Four building blocks for scaling insights — Part 2: The evolution of our insight infrastructure

Published in

Oda Product & Tech

10 min readJun 19, 2020

A modular approach helped us scale our insight infrastructure as we grew rapidly and went from start-up to scale-up. Here is the story of how it evolved from basic manual reporting to a modern self-served insight platform. This is part two in our blog series “Four building blocks for scaling insights”. You can read the first part “The embedded model” here.

Early start-up phase

When I started in Kolonial.no in 2016, we didn’t have a data warehouse. Most of the reporting and data were provided through our Django monolith. As a developer, it was simple and joyful to do everything in one system.
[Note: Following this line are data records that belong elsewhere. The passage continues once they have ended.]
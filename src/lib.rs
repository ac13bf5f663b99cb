//! Watchwatcher: a price-tracking crawler for a paginated watch catalog
//!
//! This crate walks the catalog page by page, extracts listings, merges each
//! one into a document store while keeping a per-product price history, and
//! answers grouped queries over what has been stored.

pub mod config;
pub mod crawler;
pub mod limiter;
pub mod model;
pub mod query;
pub mod service;
pub mod storage;

use thiserror::Error;

/// Main error type for Watchwatcher operations
#[derive(Debug, Error)]
pub enum WatchError {
    #[error("Configuration error: {0}")]
    Config(#[from] ConfigError),

    #[error("Storage error: {0}")]
    Store(#[from] storage::StoreError),

    #[error("Fetch error: {0}")]
    Fetch(#[from] crawler::FetchError),

    #[error("Extraction error: {0}")]
    Extract(#[from] crawler::ExtractError),

    #[error("HTTP client error: {0}")]
    Reqwest(#[from] reqwest::Error),

    #[error("URL parse error: {0}")]
    UrlParse(#[from] ::url::ParseError),

    #[error("Crawl task failed: {0}")]
    Task(#[from] tokio::task::JoinError),

    #[error("IO error: {0}")]
    Io(#[from] std::io::Error),
}

/// Configuration-specific errors
#[derive(Debug, Error)]
pub enum ConfigError {
    #[error("Failed to read config file: {0}")]
    Io(#[from] std::io::Error),

    #[error("Failed to parse TOML: {0}")]
    Parse(#[from] toml::de::Error),

    #[error("Validation error: {0}")]
    Validation(String),

    #[error("Invalid URL in config: {0}")]
    InvalidUrl(String),
}

/// Result type alias for Watchwatcher operations
pub type Result<T> = std::result::Result<T, WatchError>;

/// Result type alias for configuration operations
pub type ConfigResult<T> = std::result::Result<T, ConfigError>;

// Re-export commonly used types
pub use config::Config;
pub use model::{ListingRecord, PricePoint, RawListing, SimpleEntry, StoredItem};
pub use service::WatchService;
//! Crawl pipeline - paginated fetch/extract/ingest loop
//!
//! The pipeline walks the catalog one page at a time:
//!
//! ```text
//! Fetching(1) -> Extracting -> Ingesting -> Fetching(2) -> ... -> Done
//! ```
//!
//! An empty page is the only normal end of a crawl. A failed fetch ends it
//! early with whatever was collected. Items of one page are merged
//! concurrently, bounded by the store rate limiters; the next page is not
//! requested until the current page's merges have finished.

use crate::config::CatalogConfig;
use crate::crawler::extractor::PageExtractor;
use crate::crawler::fetcher::{FetchError, Fetcher};
use crate::crawler::merge::MergeEngine;
use crate::limiter::RateLimiter;
use crate::model::{ListingRecord, PricePoint, RawListing};
use chrono::{DateTime, Utc};
use std::sync::Arc;
use tokio::task::JoinSet;
use url::Url;

/// Builds the URL of each catalog page
#[derive(Debug, Clone)]
pub struct PageUrls {
    listing: Url,
    sort_order: String,
    page_param: String,
}

impl PageUrls {
    pub fn from_config(config: &CatalogConfig) -> Result<Self, url::ParseError> {
        let listing = Url::parse(&config.base_url)?.join(&config.listing_path)?;
        Ok(Self {
            listing,
            sort_order: config.sort_order.clone(),
            page_param: config.page_param.clone(),
        })
    }

    /// `<listing>?orderby=<sort>&<page-param>=<page>`
    pub fn page_url(&self, page: u32) -> Url {
        let mut url = self.listing.clone();
        url.query_pairs_mut()
            .append_pair("orderby", &self.sort_order)
            .append_pair(&self.page_param, &page.to_string());
        url
    }
}

/// One extracted listing with the price point it was observed at
#[derive(Debug, Clone, PartialEq)]
pub struct Observation {
    pub listing: ListingRecord,
    pub price: PricePoint,
}

/// Why a crawl stopped
#[derive(Debug, Clone, PartialEq)]
pub enum StopReason {
    /// A page held no product cards
    EmptyPage { page: u32 },
    /// A page could not be fetched; the crawl is truncated there
    FetchFailed { page: u32, error: FetchError },
    /// Single-page validation run
    TestMode,
}

/// Outcome of a crawl, handed to the completion callback
#[derive(Debug, Clone)]
pub struct CrawlReport {
    /// Every listing extracted, whether or not it was persisted
    pub observations: Vec<Observation>,
    /// Pages answered with a 2xx response
    pub pages_fetched: u32,
    pub persisted: usize,
    pub failed: usize,
    pub stop_reason: StopReason,
    pub started_at: DateTime<Utc>,
    pub finished_at: DateTime<Utc>,
}

impl CrawlReport {
    fn start() -> Self {
        let now = Utc::now();
        Self {
            observations: Vec::new(),
            pages_fetched: 0,
            persisted: 0,
            failed: 0,
            stop_reason: StopReason::TestMode,
            started_at: now,
            finished_at: now,
        }
    }

    /// Human-readable summary recorded as the run status
    pub fn summary(&self) -> String {
        format!(
            "{} watches watched at {}",
            self.observations.len(),
            self.finished_at.to_rfc3339()
        )
    }
}

enum CrawlState {
    Fetching(u32),
    Extracting { page: u32, body: String },
    Ingesting { page: u32, items: Vec<RawListing> },
    Done(StopReason),
}

/// Orchestrates fetching, extraction and merging of the whole catalog
pub struct CrawlPipeline {
    fetcher: Arc<dyn Fetcher>,
    extractor: PageExtractor,
    merge: Arc<MergeEngine>,
    fetch_limiter: Arc<RateLimiter>,
    pages: PageUrls,
}

impl CrawlPipeline {
    pub fn new(
        fetcher: Arc<dyn Fetcher>,
        extractor: PageExtractor,
        merge: Arc<MergeEngine>,
        fetch_limiter: Arc<RateLimiter>,
        pages: PageUrls,
    ) -> Self {
        Self {
            fetcher,
            extractor,
            merge,
            fetch_limiter,
            pages,
        }
    }

    /// Runs a crawl to completion
    ///
    /// With `test_mode` only the first item of the first page is processed.
    /// Never fails: fetch errors truncate the crawl, merge errors are counted
    /// per item.
    pub async fn run(&self, test_mode: bool) -> CrawlReport {
        let mut report = CrawlReport::start();
        let mut state = CrawlState::Fetching(1);

        loop {
            state = match state {
                CrawlState::Fetching(page) => self.fetch_page(page, &mut report).await,

                CrawlState::Extracting { page, body } => {
                    let extraction = self.extractor.extract(&body);
                    if !extraction.had_any_items {
                        tracing::info!("No more listings on page {}, stopping", page);
                        CrawlState::Done(StopReason::EmptyPage { page })
                    } else {
                        tracing::info!(
                            "Page {} had {} listings",
                            page,
                            extraction.items.len()
                        );
                        let mut items = extraction.items;
                        if test_mode {
                            items.truncate(1);
                        }
                        CrawlState::Ingesting { page, items }
                    }
                }

                CrawlState::Ingesting { page, items } => {
                    self.ingest(items, &mut report).await;
                    if test_mode {
                        CrawlState::Done(StopReason::TestMode)
                    } else {
                        CrawlState::Fetching(page + 1)
                    }
                }

                CrawlState::Done(reason) => {
                    report.stop_reason = reason;
                    break;
                }
            };
        }

        report.finished_at = Utc::now();
        tracing::info!(
            "Crawl finished after {} pages: {} listings, {} persisted, {} failed",
            report.pages_fetched,
            report.observations.len(),
            report.persisted,
            report.failed
        );

        report
    }

    /// Runs a crawl, then hands the report to `on_complete`
    pub async fn run_with<F>(&self, test_mode: bool, on_complete: F) -> CrawlReport
    where
        F: FnOnce(&CrawlReport),
    {
        let report = self.run(test_mode).await;
        on_complete(&report);
        report
    }

    async fn fetch_page(&self, page: u32, report: &mut CrawlReport) -> CrawlState {
        let url = self.pages.page_url(page);

        self.fetch_limiter.acquire().await;
        tracing::info!("Requesting page {} ...", page);

        let result = match self.fetcher.fetch(url.as_str()).await {
            Ok(fetched) if fetched.is_success() => Ok(fetched.body),
            Ok(fetched) => Err(FetchError::Status {
                url: url.to_string(),
                status: fetched.status_code,
            }),
            Err(e) => Err(e),
        };

        match result {
            Ok(body) => {
                report.pages_fetched += 1;
                CrawlState::Extracting { page, body }
            }
            Err(error) => {
                tracing::warn!("Stopping crawl at page {}: {}", page, error);
                CrawlState::Done(StopReason::FetchFailed { page, error })
            }
        }
    }

    async fn ingest(&self, items: Vec<RawListing>, report: &mut CrawlReport) {
        let mut tasks = JoinSet::new();

        for raw in items {
            let price = raw.observe(Utc::now());
            let listing = raw.listing;
            report.observations.push(Observation {
                listing: listing.clone(),
                price: price.clone(),
            });

            let merge = self.merge.clone();
            tasks.spawn(async move {
                let key = listing.key();
                (key, merge.merge(listing, price).await)
            });
        }

        while let Some(joined) = tasks.join_next().await {
            match joined {
                Ok((key, Ok(item))) => {
                    report.persisted += 1;
                    tracing::debug!(
                        "Stored {} ({} price points)",
                        key,
                        item.price_history.len()
                    );
                }
                Ok((key, Err(e))) => {
                    report.failed += 1;
                    tracing::warn!("Failed to store {}: {}", key, e);
                }
                Err(e) => {
                    report.failed += 1;
                    tracing::warn!("Ingestion task failed: {}", e);
                }
            }
        }
    }
}
use crate::config::types::Config;
use crate::config::validation::validate;
use crate::ConfigError;
use sha2::{Digest, Sha256};
use std::path::Path;

/// Loads, parses and validates the configuration file at `path`
///
/// # Example
///
/// ```no_run
/// use std::path::Path;
/// use watchwatcher::config::load_config;
///
/// let config = load_config(Path::new("watchwatcher.toml")).unwrap();
/// println!("Catalog: {}", config.catalog.base_url);
/// ```
pub fn load_config(path: &Path) -> Result<Config, ConfigError> {
    let content = std::fs::read_to_string(path)?;
    parse_config(&content)
}

/// Parses and validates configuration text
pub fn parse_config(content: &str) -> Result<Config, ConfigError> {
    let config: Config = toml::from_str(content)?;
    validate(&config)?;
    Ok(config)
}

/// Hex-encoded SHA-256 of the configuration file
pub fn compute_config_hash(path: &Path) -> Result<String, ConfigError> {
    let content = std::fs::read_to_string(path)?;
    Ok(hash_content(&content))
}

/// Loads a configuration and returns it with the hash of the exact text parsed
///
/// # Returns
///
/// * `Ok((Config, String))` - Validated configuration and its content hash
/// * `Err(ConfigError)` - Failed to read, parse, or validate the file
pub fn load_config_with_hash(path: &Path) -> Result<(Config, String), ConfigError> {
    let content = std::fs::read_to_string(path)?;
    let config = parse_config(&content)?;
    Ok((config, hash_content(&content)))
}

fn hash_content(content: &str) -> String {
    hex::encode(Sha256::digest(content.as_bytes()))
}

#[cfg(test)]
mod tests {
    use super::*;
    use std::io::Write;
    use tempfile::NamedTempFile;

    fn create_temp_config(content: &str) -> NamedTempFile {
        let mut file = NamedTempFile::new().unwrap();
        file.write_all(content.as_bytes()).unwrap();
        file.flush().unwrap();
        file
    }

    const VALID_CONFIG: &str = r#"
[catalog]
base-url = "http://www.watchfinder.co.uk"
source = "watchfinder"

[rate-limits]
fetch = { tokens = 1, interval-ms = 500 }
store-write = { tokens = 2, interval-ms = 150 }

[user-agent]
crawler-name = "WatchWatcher"
crawler-version = "1.0"
contact-url = "https://example.com/about"
contact-email = "admin@example.com"

[storage]
database-path = "./watches.db"
environment = "development"
"#;

    #[test]
    fn test_load_valid_config() {
        let file = create_temp_config(VALID_CONFIG);
        let config = load_config(file.path()).unwrap();

        assert_eq!(config.catalog.base_url, "http://www.watchfinder.co.uk");
        assert_eq!(config.catalog.listing_path, "/all-watches");
        assert_eq!(config.catalog.sort_order, "PriceHighToLow");
        assert_eq!(config.catalog.page_param, "pageno");
        assert_eq!(config.rate_limits.fetch.interval_ms, 500);
        assert_eq!(config.rate_limits.store_write.tokens, 2);
        // Unspecified buckets fall back to 1 token per 150ms
        assert_eq!(config.rate_limits.store_read.tokens, 1);
        assert_eq!(config.rate_limits.store_read.interval_ms, 150);
        assert_eq!(config.user_agent.crawler_name, "WatchWatcher");
        assert_eq!(config.storage.environment.as_deref(), Some("development"));
    }

    #[test]
    fn test_load_config_with_invalid_path() {
        let result = load_config(Path::new("/nonexistent/config.toml"));
        assert!(result.is_err());
    }

    #[test]
    fn test_load_config_with_invalid_toml() {
        let config_content = "this is not valid TOML {{{";
        let file = create_temp_config(config_content);
        let result = load_config(file.path());
        assert!(matches!(result, Err(ConfigError::Parse(_))));
    }

    #[test]
    fn test_load_config_with_validation_error() {
        let config_content = VALID_CONFIG.replace("tokens = 2", "tokens = 0");
        let file = create_temp_config(&config_content);
        let result = load_config(file.path());
        assert!(result.is_err());
        assert!(matches!(result.unwrap_err(), ConfigError::Validation(_)));
    }

    #[test]
    fn test_hash_matches_loaded_content() {
        let file = create_temp_config(VALID_CONFIG);

        let (config, hash) = load_config_with_hash(file.path()).unwrap();
        assert_eq!(config.catalog.source, "watchfinder");
        assert_eq!(hash.len(), 64);
        assert_eq!(hash, compute_config_hash(file.path()).unwrap());
    }

    #[test]
    fn test_edited_config_changes_hash() {
        let original = create_temp_config(VALID_CONFIG);
        let edited = create_temp_config(&VALID_CONFIG.replace("interval-ms = 500", "interval-ms = 250"));

        assert_ne!(
            compute_config_hash(original.path()).unwrap(),
            compute_config_hash(edited.path()).unwrap()
        );
    }

    #[test]
    fn test_missing_rate_limits_section_uses_defaults() {
        let without_limits = VALID_CONFIG
            .replace("[rate-limits]", "")
            .replace("fetch = { tokens = 1, interval-ms = 500 }", "")
            .replace("store-write = { tokens = 2, interval-ms = 150 }", "");
        let config = parse_config(&without_limits).unwrap();

        assert_eq!(config.rate_limits.fetch.interval_ms, 150);
        assert_eq!(config.rate_limits.store_write.tokens, 1);
    }

    #[test]
    fn test_parse_config_without_file() {
        let config = parse_config(VALID_CONFIG).unwrap();
        assert_eq!(
            config.storage.resolved_path(),
            Path::new("./watches-development.db")
        );
    }
}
Web shop, warehouse management, fulfillment, distribution, CRM, newsletters, campaigns, supply chain management, you name it. The monolith contained software for everything an online grocery store needed to operate. I’ll probably never feel as productive as I did back then, working in a small team on a monolith.

Any ad-hoc data questions had to be handled by developers. As usual in a start-up, things were often burning and the faster we could deliver the better. For a long time our monthly financial reporting was a Jupyter notebook I had on my laptop that read directly from a production database. Typically, you were working on a critical feature or fix when someone said “Hey, can I have those numbers by tomorrow?”. The solution wasn’t pretty, but it was a simple and fast way to deliver numbers. It freed up time we could spend on more critical stuff.

After a year we had grown a lot. Both in terms of customers and employees. But the access to data was still through a developer, unless the question fit one of our pre-made reports. People were constantly asking for data and we were not at all able to respond to all requests.

Developers were the bottleneck for providing data.

Self service

We needed a solution where people could explore data and ask questions themselves without the need for writing code. Spending developer time on serving people with data was obviously not productive in the long run. After some research I found an open source tool called Metabase that seemed to solve the problem we had. It supported ad-hoc analysis without writing code and had decent dashboards and visualization capabilities. And the way it worked was simple: put your data in a database and point Metabase to it. All it did was to execute queries directly against the database.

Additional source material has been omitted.